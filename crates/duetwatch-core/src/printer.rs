// ── Printer abstraction ──
//
// Lifecycle management for one board: connects the transport, wires the
// overload drain to HTTP 503, runs the periodic poller and exposes the
// mirrored model through watch channels.

use std::future::Future;
use std::sync::Arc;
use std::time::Duration;

use duetwatch_api::{DuetClient, DuetTransport, StatusCode, StatusHandler};
use futures_util::FutureExt;
use tokio::sync::{Mutex, watch};
use tokio::task::JoinHandle;
use tokio::time::MissedTickBehavior;
use tokio_util::sync::CancellationToken;
use tracing::{debug, error, info, warn};

use crate::config::PrinterConfig;
use crate::error::CoreError;
use crate::node::Node;
use crate::reply::ReplyCorrelator;
use crate::seqs::SequenceCounters;
use crate::sync::{ObjectModelSynchronizer, SyncState, TickReport};

// ── ConnectionState ──────────────────────────────────────────────

/// Connection state observable by consumers.
#[derive(Debug, Clone, Copy, PartialEq, Eq)]
pub enum ConnectionState {
    Disconnected,
    Connecting,
    Connected,
    /// Stopped after an unrecoverable error.
    Failed,
}

// ── Printer ──────────────────────────────────────────────────────

/// The main entry point for consumers.
///
/// Cheaply cloneable via `Arc<PrinterInner>`. The baseline is only
/// mutated by [`tick()`](Self::tick); everything else reads snapshots.
pub struct Printer<T: DuetTransport = DuetClient> {
    inner: Arc<PrinterInner<T>>,
}

struct PrinterInner<T> {
    poll_interval: Duration,
    transport: Arc<T>,
    sync: Mutex<ObjectModelSynchronizer>,
    replies: Arc<ReplyCorrelator>,
    model: watch::Sender<Option<Arc<Node>>>,
    last_tick: watch::Sender<TickReport>,
    connection_state: watch::Sender<ConnectionState>,
    cancel: CancellationToken,
    /// Child token for the current connection -- cancelled on disconnect,
    /// replaced on reconnect.
    cancel_child: Mutex<CancellationToken>,
    task_handles: Mutex<Vec<JoinHandle<()>>>,
}

impl<T: DuetTransport> Clone for Printer<T> {
    fn clone(&self) -> Self {
        Self {
            inner: Arc::clone(&self.inner),
        }
    }
}

impl Printer<DuetClient> {
    /// Build the HTTP client described by `config`. Does NOT connect.
    pub fn from_config(config: &PrinterConfig) -> Result<Self, CoreError> {
        let client = DuetClient::new(
            config.address.clone(),
            config.password.clone(),
            &config.transport_config(),
        )?;
        Ok(Self::new(Arc::new(client), config))
    }
}

impl<T: DuetTransport> Printer<T> {
    /// Wrap an existing transport. Does NOT connect -- call
    /// [`connect()`](Self::connect) first.
    pub fn new(transport: Arc<T>, config: &PrinterConfig) -> Self {
        let (model, _) = watch::channel(None);
        let (last_tick, _) = watch::channel(TickReport::default());
        let (connection_state, _) = watch::channel(ConnectionState::Disconnected);
        let cancel = CancellationToken::new();
        let cancel_child = cancel.child_token();

        Self {
            inner: Arc::new(PrinterInner {
                poll_interval: config.poll_interval,
                transport,
                sync: Mutex::new(ObjectModelSynchronizer::new(config.apply_policy)),
                replies: Arc::new(ReplyCorrelator::new(config.reply_timeout)),
                model,
                last_tick,
                connection_state,
                cancel,
                cancel_child: Mutex::new(cancel_child),
                task_handles: Mutex::new(Vec::new()),
            }),
        }
    }

    pub fn transport(&self) -> &Arc<T> {
        &self.inner.transport
    }

    // ── Connection lifecycle ─────────────────────────────────────

    /// Open a board session and arm the overload drain.
    pub async fn connect(&self) -> Result<(), CoreError> {
        let _ = self
            .inner
            .connection_state
            .send(ConnectionState::Connecting);

        if let Err(e) = self.inner.transport.connect().await {
            let _ = self.inner.connection_state.send(ConnectionState::Failed);
            return Err(e.into());
        }
        self.register_overload_handler();

        {
            let mut child = self.inner.cancel_child.lock().await;
            if child.is_cancelled() {
                *child = self.inner.cancel.child_token();
            }
        }

        let _ = self.inner.connection_state.send(ConnectionState::Connected);
        info!("connected to board");
        Ok(())
    }

    /// Route HTTP 503 to the reply buffer drain.
    ///
    /// The handler lives inside the transport, so it only holds a weak
    /// reference back to it.
    fn register_overload_handler(&self) {
        let replies = Arc::clone(&self.inner.replies);
        let transport = Arc::downgrade(&self.inner.transport);
        let handler: StatusHandler = Arc::new(move |status: StatusCode| {
            let replies = Arc::clone(&replies);
            let transport = transport.clone();
            async move {
                let Some(transport) = transport.upgrade() else {
                    return Ok(());
                };
                warn!(status = status.as_u16(), "board reply buffer saturated; draining");
                replies.drain_after_overload(transport.as_ref()).await
            }
            .boxed()
        });
        self.inner
            .transport
            .register_status_handler(StatusCode::SERVICE_UNAVAILABLE, handler);
    }

    /// Stop the poller, close the session and drop the baseline.
    pub async fn disconnect(&self) {
        self.inner.cancel_child.lock().await.cancel();

        let mut handles = self.inner.task_handles.lock().await;
        for handle in handles.drain(..) {
            let _ = handle.await;
        }
        drop(handles);

        if let Err(e) = self.inner.transport.close().await {
            warn!(error = %e, "closing board session failed (non-fatal)");
        }

        self.inner.sync.lock().await.reset();
        self.inner.model.send_replace(None);
        let _ = self
            .inner
            .connection_state
            .send(ConnectionState::Disconnected);
        info!("disconnected from board");
    }

    /// Connect, establish the baseline, run `f`, disconnect.
    pub async fn oneshot<F, Fut, R>(&self, f: F) -> Result<R, CoreError>
    where
        F: FnOnce(Self) -> Fut,
        Fut: Future<Output = Result<R, CoreError>>,
    {
        self.connect().await?;
        let result = match self.tick().await {
            Ok(_) => f(self.clone()).await,
            Err(e) => Err(e),
        };
        self.disconnect().await;
        result
    }

    // ── Mirroring ────────────────────────────────────────────────

    /// Advance the mirror by one step and publish the new snapshot.
    pub async fn tick(&self) -> Result<TickReport, CoreError> {
        let mut sync = self.inner.sync.lock().await;
        let revision = sync.revision();
        let result = sync
            .tick(self.inner.transport.as_ref(), &self.inner.replies)
            .await;

        // A failed tick may still have applied some branches.
        if sync.revision() != revision {
            let snapshot = sync.model().cloned().map(Arc::new);
            self.inner.model.send_replace(snapshot);
        }
        if let Ok(report) = &result {
            if !report.is_idle() {
                self.inner.last_tick.send_replace(report.clone());
            }
        }
        result
    }

    /// Spawn the background poller, ticking every `poll_interval` until
    /// [`disconnect()`](Self::disconnect).
    pub async fn spawn_poller(&self) {
        let cancel = self.inner.cancel_child.lock().await.clone();
        let handle = tokio::spawn(poll_task(self.clone(), self.inner.poll_interval, cancel));
        self.inner.task_handles.lock().await.push(handle);
    }

    // ── Commands ─────────────────────────────────────────────────

    /// Send a G-code command and wait for its reply.
    pub async fn gcode(&self, command: &str) -> Result<String, CoreError> {
        self.inner
            .replies
            .send(self.inner.transport.as_ref(), command)
            .await
    }

    /// Wait for the next reply, whoever caused it.
    pub async fn reply(&self) -> Result<String, CoreError> {
        self.inner.replies.await_reply().await
    }

    // ── State observation ────────────────────────────────────────

    /// Latest baseline snapshot.
    pub fn model(&self) -> Option<Arc<Node>> {
        self.inner.model.borrow().clone()
    }

    pub fn subscribe_model(&self) -> watch::Receiver<Option<Arc<Node>>> {
        self.inner.model.subscribe()
    }

    /// Every published reply, including ones nobody waited for.
    pub fn subscribe_replies(&self) -> watch::Receiver<String> {
        self.inner.replies.subscribe()
    }

    /// The most recent tick that changed anything.
    pub fn subscribe_ticks(&self) -> watch::Receiver<TickReport> {
        self.inner.last_tick.subscribe()
    }

    pub async fn seqs(&self) -> Option<SequenceCounters> {
        self.inner.sync.lock().await.seqs().cloned()
    }

    pub async fn sync_state(&self) -> SyncState {
        self.inner.sync.lock().await.state()
    }

    /// Subscribe to connection state changes.
    pub fn connection_state(&self) -> watch::Receiver<ConnectionState> {
        self.inner.connection_state.subscribe()
    }
}

// ── Background tasks ─────────────────────────────────────────────

/// Tick on a fixed cadence. Transport errors are logged and the next
/// tick tries again; an expired session is reopened first. Errors that
/// mean the mirror can no longer be trusted stop the poller.
async fn poll_task<T: DuetTransport>(
    printer: Printer<T>,
    period: Duration,
    cancel: CancellationToken,
) {
    let mut interval = tokio::time::interval(period);
    interval.set_missed_tick_behavior(MissedTickBehavior::Delay);

    loop {
        tokio::select! {
            biased;
            () = cancel.cancelled() => break,
            _ = interval.tick() => {
                match printer.tick().await {
                    Ok(_) => {}
                    Err(e) if e.is_fatal() => {
                        error!(error = %e, "object model update rejected; stopping poller");
                        let _ = printer.inner.connection_state.send(ConnectionState::Failed);
                        break;
                    }
                    Err(e) if e.is_session_expired() => {
                        warn!("board session expired; reconnecting");
                        if let Err(e) = printer.inner.transport.connect().await {
                            warn!(error = %e, "reconnect failed");
                        }
                    }
                    Err(e) => warn!(error = %e, "poll tick failed"),
                }
            }
        }
    }
    debug!("poller stopped");
}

************

= Your task =
Go through the listing above and list every line that has the word "first".

= Answer box =
    /// [`connect()`](Self::connect) first.
/// tick tries again; an expired session is reopened first. Errors that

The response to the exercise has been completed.